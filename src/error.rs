use axum::{
    http::StatusCode,
    response::{IntoResponse, Response},
    Json,
};
use serde_json::json;

/// Error codes carried in the response envelope. Clients dispatch on these
/// rather than on HTTP status codes.
pub mod code {
    pub const UNKNOWN_ERROR: &str = "UNKNOWN_ERROR";
    pub const INVALID_REQUEST: &str = "INVALID_REQUEST";
    pub const FILE_NOT_FOUND: &str = "FILE_NOT_FOUND";
    pub const FILE_DELETED: &str = "FILE_DELETED";
    pub const ILLEGAL_FORMAT: &str = "ILLEGAL_FORMAT";
    pub const INVALID_AUTHORIZATION: &str = "INVALID_AUTHORIZATION";
}

#[derive(Debug, thiserror::Error)]
pub enum AppError {
    #[error("File is not found")]
    FileNotFound,
    #[error("File has been deleted already")]
    FileDeleted,
    #[error("Bad request: {0}")]
    BadRequest(String),
    #[error("Illegal format: {0}")]
    IllegalFormat(String),
    #[error("Invalid authorization")]
    InvalidAuthorization,
    #[error("Database error: {0}")]
    Database(#[from] sqlx::Error),
    #[error("I/O error: {0}")]
    Io(#[from] std::io::Error),
    #[error("Internal error: {0}")]
    Internal(String),
}

impl AppError {
    /// The envelope error code for this error.
    pub fn code(&self) -> &'static str {
        match self {
            AppError::FileNotFound => code::FILE_NOT_FOUND,
            AppError::FileDeleted => code::FILE_DELETED,
            AppError::BadRequest(_) => code::INVALID_REQUEST,
            AppError::IllegalFormat(_) => code::ILLEGAL_FORMAT,
            AppError::InvalidAuthorization => code::INVALID_AUTHORIZATION,
            AppError::Database(_) | AppError::Io(_) | AppError::Internal(_) => code::UNKNOWN_ERROR,
        }
    }
}

impl IntoResponse for AppError {
    fn into_response(self) -> Response {
        let (status, message) = match &self {
            AppError::FileNotFound => (StatusCode::NOT_FOUND, self.to_string()),
            AppError::FileDeleted => (StatusCode::GONE, self.to_string()),
            AppError::BadRequest(msg) => (StatusCode::BAD_REQUEST, msg.clone()),
            AppError::IllegalFormat(msg) => (StatusCode::BAD_REQUEST, msg.clone()),
            AppError::InvalidAuthorization => (StatusCode::FORBIDDEN, self.to_string()),
            AppError::Database(e) => {
                tracing::error!("Database error: {:?}", e);
                (StatusCode::INTERNAL_SERVER_ERROR, "Internal server error".into())
            }
            AppError::Io(e) => {
                tracing::error!("I/O error: {:?}", e);
                (StatusCode::INTERNAL_SERVER_ERROR, "Internal server error".into())
            }
            AppError::Internal(msg) => {
                tracing::error!("Internal error: {}", msg);
                (StatusCode::INTERNAL_SERVER_ERROR, "Internal server error".into())
            }
        };
        let body = Json(json!({
            "error": true,
            "errorCode": self.code(),
            "message": message,
            "data": null,
        }));
        (status, body).into_response()
    }
}

pub type AppResult<T> = Result<T, AppError>;
use serde::Deserialize;

/// Application configuration loaded from environment variables via `envy`.
///
/// All fields map directly to environment variable names (uppercased by envy).
/// Provide defaults via `.env` for local development; override via real env
/// vars in production / Docker.
#[derive(Debug, Clone, Deserialize)]
pub struct Config {
    /// TCP port the HTTP server listens on.
    #[serde(default = "default_port")]
    pub port: u16,

    /// SQLite connection string, e.g. `sqlite:data/fstore.db?mode=rwc`.
    pub database_url: String,

    /// Directory where file blobs are stored, flat, one file per file_id.
    #[serde(default = "default_storage_dir")]
    pub storage_dir: String,

    /// Directory where blobs are moved when physically deleted with the
    /// `trash` strategy, and where the sanitize sweep dumps orphans.
    #[serde(default = "default_trash_dir")]
    pub trash_dir: String,

    /// Scratch directory for the unzip pipeline.
    #[serde(default = "default_tmp_dir")]
    pub tmp_dir: String,

    /// Physical delete strategy: `direct` (unlink) or `trash` (rename into
    /// the trash directory). Unknown values fall back to `trash`.
    #[serde(default = "default_pdelete_strategy")]
    pub pdelete_strategy: String,

    /// When true the sanitize sweep only logs what it would move.
    #[serde(default)]
    pub sanitize_dry_run: bool,

    /// Enables the `/backup` endpoints. They are only registered when this is
    /// true AND `backup_secret` is non-empty.
    #[serde(default)]
    pub backup_enabled: bool,

    /// Pre-shared secret required in the Authorization header of every
    /// backup request.
    #[serde(default)]
    pub backup_secret: String,

    /// Enables the one-shot legacy catalog migration on startup.
    #[serde(default)]
    pub migration_enabled: bool,

    /// When true (the default) the migration only logs what it would upload.
    #[serde(default = "default_true")]
    pub migration_dry_run: bool,

    /// SQLite connection string of the legacy catalog to migrate from.
    #[serde(default)]
    pub migration_database_url: String,

    /// Base path holding the legacy store's files, laid out as
    /// `<base>/<uploader_id>/<uuid>`.
    #[serde(default)]
    pub migration_storage: String,
}

fn default_port() -> u16 {
    8084
}

fn default_storage_dir() -> String {
    "./storage".into()
}

fn default_trash_dir() -> String {
    "./trash".into()
}

fn default_tmp_dir() -> String {
    "/tmp".into()
}

fn default_pdelete_strategy() -> String {
    "trash".into()
}

fn default_true() -> bool {
    true
}

impl Config {
    /// Load configuration from the current process environment.
    ///
    /// Panics with a clear message if any required variable is missing.
    pub fn from_env() -> Self {
        envy::from_env::<Config>().unwrap_or_else(|err| {
            panic!("configuration error: {err}\nCheck that all required environment variables are set (see .env.example).");
        })
    }
}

****************

*Activity*: Copy out all lines of the material containing the word "bool".

*Response*:
    pub sanitize_dry_run: bool,
    pub backup_enabled: bool,
    pub migration_enabled: bool,
    pub migration_dry_run: bool,
fn default_true() -> bool {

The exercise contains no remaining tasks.